WHAT WAS SAID: Thought Leaders is an off-the-record conference, but there were plenty of takeaways that were not proprietary and will give you a good idea of the quality of the discussions. Among the speakers who had everyone buzzing were two who did a good job pushing us out of our comfort zones, Verna Myers and Duncan Wardle. We put on a lot of events every year, and recruit a number of speakers, but we can’t recall speakers who generated as much positive feedback as these two."

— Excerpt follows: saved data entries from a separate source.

//! Repository catalog loading.
//!
//! The catalog is the list of repositories the dashboard tracks. It is
//! resolved from the first available of three sources:
//!
//! 1. The owner's repository listing from the API (credentialed path),
//!    filtered to non-archived repositories with issue tracking enabled
//!    and cached for one hour per owner
//! 2. A structured CSV source (URL or local file) with curated display
//!    names and descriptions
//! 3. A fixed built-in list, so the dashboard stays usable with zero
//!    catalog connectivity
//!
//! The API listing and the CSV source are deliberately not merged:
//! API-sourced repositories simply lack the curated fields.

use chrono::Utc;
use std::fs;
use std::path::PathBuf;
use tracing::{debug, warn};

use crate::github::{GithubClient, PER_PAGE, RepoRecord, Transport, USER_AGENT, decode_json};
use crate::models::Repository;
use crate::ratelimit::RateLimit;
use crate::store::Store;
use crate::{Error, Result};

/// Default owner whose repositories are tracked.
pub const DEFAULT_OWNER: &str = "ModelEarth";

/// Built-in fallback catalog: (name, display name, description, branch).
const BUILTIN_CATALOG: &[(&str, &str, &str, &str)] = &[
    ("modelearth", "ModelEarth", "Main ModelEarth repository", "master"),
    ("localsite", "LocalSite", "Core CSS/JS utilities", "main"),
    ("realitystream", "RealityStream", "ML Models and Visualization", "main"),
    ("feed", "Feed", "FeedPlayer video/gallery", "main"),
    ("swiper", "Swiper", "UI swiper components", "main"),
    ("comparison", "Comparison", "Trade Flow tools", "main"),
    ("codechat", "CodeChat", "Code chat interface", "main"),
    ("home", "Home", "Home page content", "main"),
    ("cloud", "Cloud", "Cloud platform tools", "main"),
    ("projects", "Projects", "Project showcases", "main"),
];

/// Where the structured catalog comes from.
#[derive(Debug, Clone)]
pub enum CatalogSource {
    /// Fetched over HTTP
    Url(String),
    /// Read from a local file
    File(PathBuf),
}

impl CatalogSource {
    /// Interpret a CLI argument: anything that looks like a URL is
    /// fetched, everything else is a path.
    pub fn from_arg(arg: &str) -> Self {
        if arg.starts_with("http://") || arg.starts_with("https://") {
            Self::Url(arg.to_string())
        } else {
            Self::File(PathBuf::from(arg))
        }
    }
}

/// The fixed built-in repository list.
pub fn builtin_catalog(owner: &str) -> Vec<Repository> {
    BUILTIN_CATALOG
        .iter()
        .map(|(name, display, description, branch)| {
            let mut repo = Repository::new(*name, owner);
            repo.display_name = Some(display.to_string());
            repo.description = Some(description.to_string());
            repo.default_branch = Some(branch.to_string());
            repo
        })
        .collect()
}

/// Parse the tabular catalog text.
///
/// The first row is the header; recognized columns are `repo_name`,
/// `display_name`, `description`, and `default_branch`. Parsing is
/// defensive: ragged rows leave missing fields unset, rows without a
/// repo name are skipped. Only a missing header column or an empty
/// result fails the parse.
pub fn parse_catalog(text: &str, owner: &str) -> Result<Vec<Repository>> {
    let mut lines = text.trim().lines();
    let header = lines
        .next()
        .ok_or_else(|| Error::Catalog("empty catalog source".to_string()))?;

    let columns: Vec<&str> = header.split(',').map(str::trim).collect();
    let column = |name: &str| columns.iter().position(|c| *c == name);
    let name_idx = column("repo_name")
        .ok_or_else(|| Error::Catalog("missing repo_name column".to_string()))?;
    let display_idx = column("display_name");
    let description_idx = column("description");
    let branch_idx = column("default_branch");

    let mut repositories = Vec::new();
    for line in lines {
        if line.trim().is_empty() {
            continue;
        }
        let fields: Vec<&str> = line.split(',').map(str::trim).collect();
        let field = |idx: Option<usize>| {
            idx.and_then(|i| fields.get(i))
                .filter(|v| !v.is_empty())
                .map(|v| v.to_string())
        };

        let Some(name) = field(Some(name_idx)) else {
            continue;
        };
        let mut repo = Repository::new(name, owner);
        repo.display_name = field(display_idx);
        repo.description = field(description_idx);
        repo.default_branch = field(branch_idx);
        repositories.push(repo);
    }

    if repositories.is_empty() {
        return Err(Error::Catalog("no repositories in catalog".to_string()));
    }
    Ok(repositories)
}

/// Load the structured source, falling back to the built-in list on any
/// failure. Never errors: the dashboard must stay usable without the
/// catalog source.
pub fn load_catalog(
    source: &CatalogSource,
    transport: &dyn Transport,
    owner: &str,
) -> Vec<Repository> {
    match try_load_source(source, transport, owner) {
        Ok(repositories) => {
            debug!(count = repositories.len(), "catalog loaded from structured source");
            repositories
        }
        Err(e) => {
            warn!("catalog source unavailable, using built-in list: {}", e);
            builtin_catalog(owner)
        }
    }
}

fn try_load_source(
    source: &CatalogSource,
    transport: &dyn Transport,
    owner: &str,
) -> Result<Vec<Repository>> {
    let text = match source {
        CatalogSource::File(path) => fs::read_to_string(path)?,
        CatalogSource::Url(url) => {
            let resp = transport.get(url, &[("User-Agent", USER_AGENT.to_string())])?;
            if !resp.is_success() {
                return Err(Error::Api {
                    status: resp.status,
                    message: resp.error_message(),
                });
            }
            resp.body
        }
    };
    parse_catalog(&text, owner)
}

/// Fetch the owner's repository listing from the API, with a 1-hour
/// persisted cache per owner. Pagination terminates when a page returns
/// fewer than the requested page size.
pub fn fetch_org_repos(
    client: &GithubClient,
    store: &mut Store,
    rate_limit: &mut RateLimit,
    owner: &str,
) -> Result<Vec<Repository>> {
    let now = Utc::now();
    if let Some(cached) = store.load_repo_listing(owner, now)? {
        debug!(owner, count = cached.len(), "repository listing served from cache");
        return Ok(cached);
    }

    let mut repositories = Vec::new();
    let mut page = 1;
    loop {
        let path = format!(
            "/orgs/{}/repos?per_page={}&page={}&type=all&sort=name",
            owner, PER_PAGE, page
        );
        let resp = client.get(&path)?;
        rate_limit.observe(resp.rate_remaining, resp.rate_reset_at());

        let records: Vec<RepoRecord> = decode_json(&resp)?;
        let batch_len = records.len();
        repositories.extend(
            records
                .into_iter()
                .filter(|r| !r.archived && r.has_issues)
                .map(RepoRecord::into_repository),
        );

        if batch_len < PER_PAGE {
            break;
        }
        page += 1;
    }

    store.save_repo_listing(owner, &repositories, now)?;
    Ok(repositories)
}

/// Resolve the repository catalog.
///
/// A credentialed client prefers the API listing; the structured source
/// (then the built-in list) covers everything else.
pub fn load(
    client: &GithubClient,
    store: &mut Store,
    rate_limit: &mut RateLimit,
    source: &CatalogSource,
    owner: &str,
) -> Vec<Repository> {
    if client.has_token() {
        match fetch_org_repos(client, store, rate_limit, owner) {
            Ok(repositories) if !repositories.is_empty() => return repositories,
            Ok(_) => debug!(owner, "organization listing empty, trying structured source"),
            Err(e) => warn!("organization listing failed, trying structured source: {}", e),
        }
    }
    load_catalog(source, client.transport(), owner)
}

#[cfg(test)]
mod tests {
    use super::*;
    use crate::github::testing::{FakeTransport, response};

    #[test]
    fn test_parse_catalog_basic() {
        let text = "repo_name,display_name,description,default_branch\n\
                    feed,Feed,Video player,main\n\
                    home,Home,Home page,master\n";
        let repos = parse_catalog(text, "acme").unwrap();

        assert_eq!(repos.len(), 2);
        assert_eq!(repos[0].name, "feed");
        assert_eq!(repos[0].display_name.as_deref(), Some("Feed"));
        assert_eq!(repos[1].default_branch.as_deref(), Some("master"));
        assert_eq!(repos[0].url, "https://github.com/acme/feed");
    }

    #[test]
    fn test_parse_catalog_tolerates_ragged_rows() {
        let text = "repo_name,display_name,description,default_branch\n\
                    feed,Feed\n\
                    ,NoName\n\
                    home\n";
        let repos = parse_catalog(text, "acme").unwrap();

        // The row with no repo name is skipped, short rows keep what they have
        assert_eq!(repos.len(), 2);
        assert_eq!(repos[0].display_name.as_deref(), Some("Feed"));
        assert!(repos[0].description.is_none());
        assert!(repos[1].display_name.is_none());
    }

    #[test]
    fn test_parse_catalog_requires_repo_name_column() {
        let text = "name,description\nfeed,Video player\n";
        assert!(matches!(
            parse_catalog(text, "acme"),
            Err(Error::Catalog(_))
        ));
    }

    #[test]
    fn test_parse_catalog_rejects_empty() {
        assert!(parse_catalog("", "acme").is_err());
        assert!(parse_catalog("repo_name,display_name\n", "acme").is_err());
    }

    #[test]
    fn test_load_catalog_falls_back_to_builtin_on_missing_file() {
        let transport = FakeTransport::new();
        let source = CatalogSource::File(PathBuf::from("/nonexistent/repos.csv"));

        let repos = load_catalog(&source, &transport, "acme");
        assert_eq!(repos.len(), BUILTIN_CATALOG.len());
        assert_eq!(repos[0].name, "modelearth");
        assert_eq!(repos[0].display_name.as_deref(), Some("ModelEarth"));
    }

    #[test]
    fn test_load_catalog_falls_back_on_http_error() {
        let transport = FakeTransport::new();
        transport.push("https://example.com/repos.csv", response(500, "boom"));
        let source = CatalogSource::Url("https://example.com/repos.csv".to_string());

        let repos = load_catalog(&source, &transport, "acme");
        assert_eq!(repos.len(), BUILTIN_CATALOG.len());
    }

    #[test]
    fn test_load_catalog_from_url() {
        let transport = FakeTransport::new();
        transport.push_ok(
            "https://example.com/repos.csv",
            "repo_name,display_name\nfeed,Feed\n",
        );
        let source = CatalogSource::Url("https://example.com/repos.csv".to_string());

        let repos = load_catalog(&source, &transport, "acme");
        assert_eq!(repos.len(), 1);
        assert_eq!(repos[0].name, "feed");
    }

    #[test]
    fn test_fetch_org_repos_filters_and_caches() {
        let transport = FakeTransport::new();
        let url = format!(
            "https://api.github.com/orgs/acme/repos?per_page={}&page=1&type=all&sort=name",
            PER_PAGE
        );
        transport.push_ok(
            &url,
            r#"[
                {"name": "feed", "html_url": "https://github.com/acme/feed", "archived": false, "has_issues": true},
                {"name": "attic", "html_url": "https://github.com/acme/attic", "archived": true, "has_issues": true},
                {"name": "mirror", "html_url": "https://github.com/acme/mirror", "archived": false, "has_issues": false}
            ]"#,
        );

        let client = GithubClient::with_transport(
            Box::new(transport.clone()),
            Some("token".to_string()),
        );
        let mut store = Store::in_memory();
        let mut rate_limit = RateLimit::default();

        let repos = fetch_org_repos(&client, &mut store, &mut rate_limit, "acme").unwrap();
        assert_eq!(repos.len(), 1);
        assert_eq!(repos[0].name, "feed");

        // Second call is served from the listing cache
        let again = fetch_org_repos(&client, &mut store, &mut rate_limit, "acme").unwrap();
        assert_eq!(again.len(), 1);
        assert_eq!(transport.requests().len(), 1);
    }

    #[test]
    fn test_fetch_org_repos_observes_rate_limit() {
        let transport = FakeTransport::new();
        let url = format!(
            "https://api.github.com/orgs/acme/repos?per_page={}&page=1&type=all&sort=name",
            PER_PAGE
        );
        transport.push(
            &url,
            crate::github::testing::response_with_rate(200, "[]", 4321, 1_700_000_000),
        );

        let client = GithubClient::with_transport(
            Box::new(transport),
            Some("token".to_string()),
        );
        let mut store = Store::in_memory();
        let mut rate_limit = RateLimit::default();

        fetch_org_repos(&client, &mut store, &mut rate_limit, "acme").unwrap();
        assert_eq!(rate_limit.remaining, Some(4321));
    }

    #[test]
    fn test_load_without_token_skips_org_listing() {
        let transport = FakeTransport::new();
        let client = GithubClient::with_transport(Box::new(transport.clone()), None);
        let mut store = Store::in_memory();
        let mut rate_limit = RateLimit::default();
        let source = CatalogSource::File(PathBuf::from("/nonexistent/repos.csv"));

        let repos = load(&client, &mut store, &mut rate_limit, &source, "acme");
        assert_eq!(repos.len(), BUILTIN_CATALOG.len());
        // No API request was made without a token
        assert!(transport.requests().is_empty());
    }
}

BUILDING AN INCLUSIVE ENVIRONMENT: “Why We Miss Talent: How Unconscious Bias Derails Merit,” was the theme of the kickoff keynote by inclusion strategist and author Myers, who talked for an hour about how diversity and inclusion must work hand-in-hand in the workplace. With an engaging and dynamic presence, Myers stressed that “group-think is the enemy” when trying to improve workplace diversity and foster inclusion, and greater focus must be made to who is getting opportunities and whose voices are being ignored. She also delved deep into unconscious bias: “If you think you aren’t biased, you are less likely to see when you are. Even as good people, you have biases. Denial is the worst situation we can possibly have.” In addition, when asked about how employers should assess whether job candidates will fit into the corporate culture, she said, “When you hear ‘fit,’ your antenna should go up. ‘Fit’ is the word of the status quo.” Every dinner conversation on Tuesday night hit on themes from Myers’ discussion earlier in the day.
MORNING CREATIVITY WITH DUNCAN: Wardle kicked off day two of the retreat with an interactive and absorbing discussion on creativity and innovation in the workplace and as a mindset of today’s leaders. The former Disney executive had a charming, self-effacing style as he revealed some of the biggest barriers to creativity, and, in many cases, had attendees shaking their heads as his points hit home about the way their own workplaces stifle creativity. “Innovation was trending five years ago,” he said. “Now it’s about survival.” Among his points: There is a big difference between “to iterate” and “to innovate,” and one of the biggest barriers is time. He stressed, “Give people the time to innovate.” He also pointed to the transforming power of shifting “my idea” to “our idea” as one of the most powerful ways to inject new thinking into an organization. He had a fun group exercise that stressed not to respond to ideas with, “No, because….”, but use “Yes, and….” Other takeaways: Be playful as leaders, think more about “what if?,” and talk to the “naïve experts” – people on the ground floor of your organization who have the closest contact with your customers. Most importantly, get out of your “river of thinking,” which keeps you thinking and acting the same way over time. Finally, he encouraged everyone in the room to think about “bravery.” Innovation, by it’s very nature, is about trying something new, so be prepared and open about the element of risk. Wardle’s 60-minute tour de force left the room excited, and he was generous with his time and ideas later in the day after the retreat had concluded. The consistent feedback on Wardle was that his keynote provided actual tools and tactics to employ in life and at work.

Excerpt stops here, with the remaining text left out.